Source reconstruction used the standard Nolte Single Shell head28 model in SPM12 and employed minimum norm inversion29 with 16 temporal modes. Sources had to be a minimum of 15 mm apart to be considered separate. In source space, a second approach used a priori determined regions of interest (ROI) based upon spheres centered on left and right auditory cortex1,9 (lAC and rAC) and the right posterior intraparietal sulcus (rPIPS)22. For both these approaches the sparsely spatially sampled source time series were summarized using SVD and differences between the two perceptual states tested using the same approach outlined above for the unconstrained source/sensor level analysis (however only one source was included rather than the multiple sources used in those analyses). Finally, for illustrative purposes, we performed a whole brain analysis using 34 concatenated ROIs from the Automated Anatomical Labelling (AAL) atlas (supplementary details of ROI concatenation are available from the authors). For each subject, the maximal source of posterior variance was used for analysis within each ROI and the same analysis approach for the single ROIs outlined above was applied. The number of subjects showing significant electrophysiological discrimination within each ROI was recorded and displayed.

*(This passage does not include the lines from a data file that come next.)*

// Compares two routes for the same prefix following the BGP decision
// process.
//
// Every step short-circuits on a definite winner. The final steps compare
// the advertising peer address and path identifier, which makes the order
// total across distinct Adj-RIB-In entries.
pub fn compare(a: &Route, b: &Route, cxt: &SelectionCxt) -> RouteCompare {
    let a_attrs = &a.attrs.value;
    let b_attrs = &b.attrs.value;

    // Depreference LLGR_STALE paths.
    let x = a_attrs.has_community(WellKnownCommunities::LlgrStale);
    let y = b_attrs.has_community(WellKnownCommunities::LlgrStale);
    let reason = RouteRejectReason::LlgrStale;
    match x.cmp(&y) {
        Ordering::Less => {
            return RouteCompare::Preferred(reason);
        }
        Ordering::Greater => {
            return RouteCompare::LessPreferred(reason);
        }
        Ordering::Equal => {
            // Move to next tie-breaker.
        }
    }

    // Compare LOCAL_PREFERENCE attributes.
    let x = a_attrs.base.local_pref.unwrap_or(DFLT_LOCAL_PREF);
    let y = b_attrs.base.local_pref.unwrap_or(DFLT_LOCAL_PREF);
    let reason = RouteRejectReason::LocalPrefLower;
    match x.cmp(&y) {
        Ordering::Less => {
            return RouteCompare::LessPreferred(reason);
        }
        Ordering::Greater => {
            return RouteCompare::Preferred(reason);
        }
        Ordering::Equal => {
            // Move to next tie-breaker.
        }
    }

    // Compare AS_PATH lengths.
    let x = a_attrs.base.as_path.path_length();
    let y = b_attrs.base.as_path.path_length();
    let reason = RouteRejectReason::AsPathLonger;
    match x.cmp(&y) {
        Ordering::Less => {
            return RouteCompare::Preferred(reason);
        }
        Ordering::Greater => {
            return RouteCompare::LessPreferred(reason);
        }
        Ordering::Equal => {
            // Move to next tie-breaker.
        }
    }

    // Compare ORIGIN attributes.
    let x = a_attrs.base.origin;
    let y = b_attrs.base.origin;
    let reason = RouteRejectReason::OriginTypeHigher;
    match x.cmp(&y) {
        Ordering::Less => {
            return RouteCompare::Preferred(reason);
        }
        Ordering::Greater => {
            return RouteCompare::LessPreferred(reason);
        }
        Ordering::Equal => {
            // Move to next tie-breaker.
        }
    }

    // Compare MULTI_EXIT_DISC attributes.
    let a_nbr_as = a_attrs.base.as_path.first();
    let b_nbr_as = b_attrs.base.as_path.first();
    if cxt.always_compare_med || a_nbr_as == b_nbr_as {
        let x = a_attrs.base.med.unwrap_or(0);
        let y = b_attrs.base.med.unwrap_or(0);
        let reason = RouteRejectReason::MedHigher;
        match x.cmp(&y) {
            Ordering::Less => {
                return RouteCompare::Preferred(reason);
            }
            Ordering::Greater => {
                return RouteCompare::LessPreferred(reason);
            }
            Ordering::Equal => {
                // Move to next tie-breaker.
            }
        }
    }

    // Prefer eBGP routes.
    let x = a.route_type;
    let y = b.route_type;
    let reason = RouteRejectReason::PreferExternal;
    match x.cmp(&y) {
        Ordering::Less => {
            return RouteCompare::LessPreferred(reason);
        }
        Ordering::Greater => {
            return RouteCompare::Preferred(reason);
        }
        Ordering::Equal => {
            // Move to next tie-breaker.
        }
    }

    // Compare BGP identifiers.
    let x = a.router_id();
    let y = b.router_id();
    let reason = RouteRejectReason::HigherRouterId;
    match x.cmp(&y) {
        Ordering::Less => {
            return RouteCompare::Preferred(reason);
        }
        Ordering::Greater => {
            return RouteCompare::LessPreferred(reason);
        }
        Ordering::Equal => {
            // Move to next tie-breaker.
        }
    }

    // Compare peer IP addresses.
    let x = a.origin.remote_addr;
    let y = b.origin.remote_addr;
    let reason = RouteRejectReason::HigherPeerAddress;
    match x.cmp(&y) {
        Ordering::Less => {
            return RouteCompare::Preferred(reason);
        }
        Ordering::Greater => {
            return RouteCompare::LessPreferred(reason);
        }
        Ordering::Equal => {
            // Move to next tie-breaker.
        }
    }

    // Compare the path identifiers assigned by the peer.
    let x = a.remote_path_id;
    let y = b.remote_path_id;
    let reason = RouteRejectReason::HigherPathId;
    match x.cmp(&y) {
        Ordering::Less => RouteCompare::Preferred(reason),
        Ordering::Greater => RouteCompare::LessPreferred(reason),
        Ordering::Equal => RouteCompare::Equal,
    }
}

An additional sensor space analysis involved selection of electrodes over right temporal cortex and group-level analysis. Data were initially concatenated for each participant, baseline-corrected and underwent robust averaging in SPM. Principal components analysis (PCA) was performed over averaged evoked responses for right temporal sensors and the first principal component extracted for each participant for gallop and segregated states. The differences between the mean activity under the two perceptual states was calculated and used for statistical analysis.

Statistical Analyses

P-values were considered significant at p < 0.05 with family-wise error correction for multiple comparisons where appropriate. Almost all analyses of MEG data described resulted in a single statistical test from CVA or SVM after collapsing across spatial and temporal dimensions and no correction for multiple comparisons was applied. The sensor space analysis derived from right temporal sensors resulted in a time course of 180 data points for each participant representing the difference between mean activity under the two perceptual states. The consistency of this time course across participants was tested using a random effects one-sample t-test in SPM12 with FWE cluster-level correction for multiple comparisons applied (uncorrected p-value of 0.005).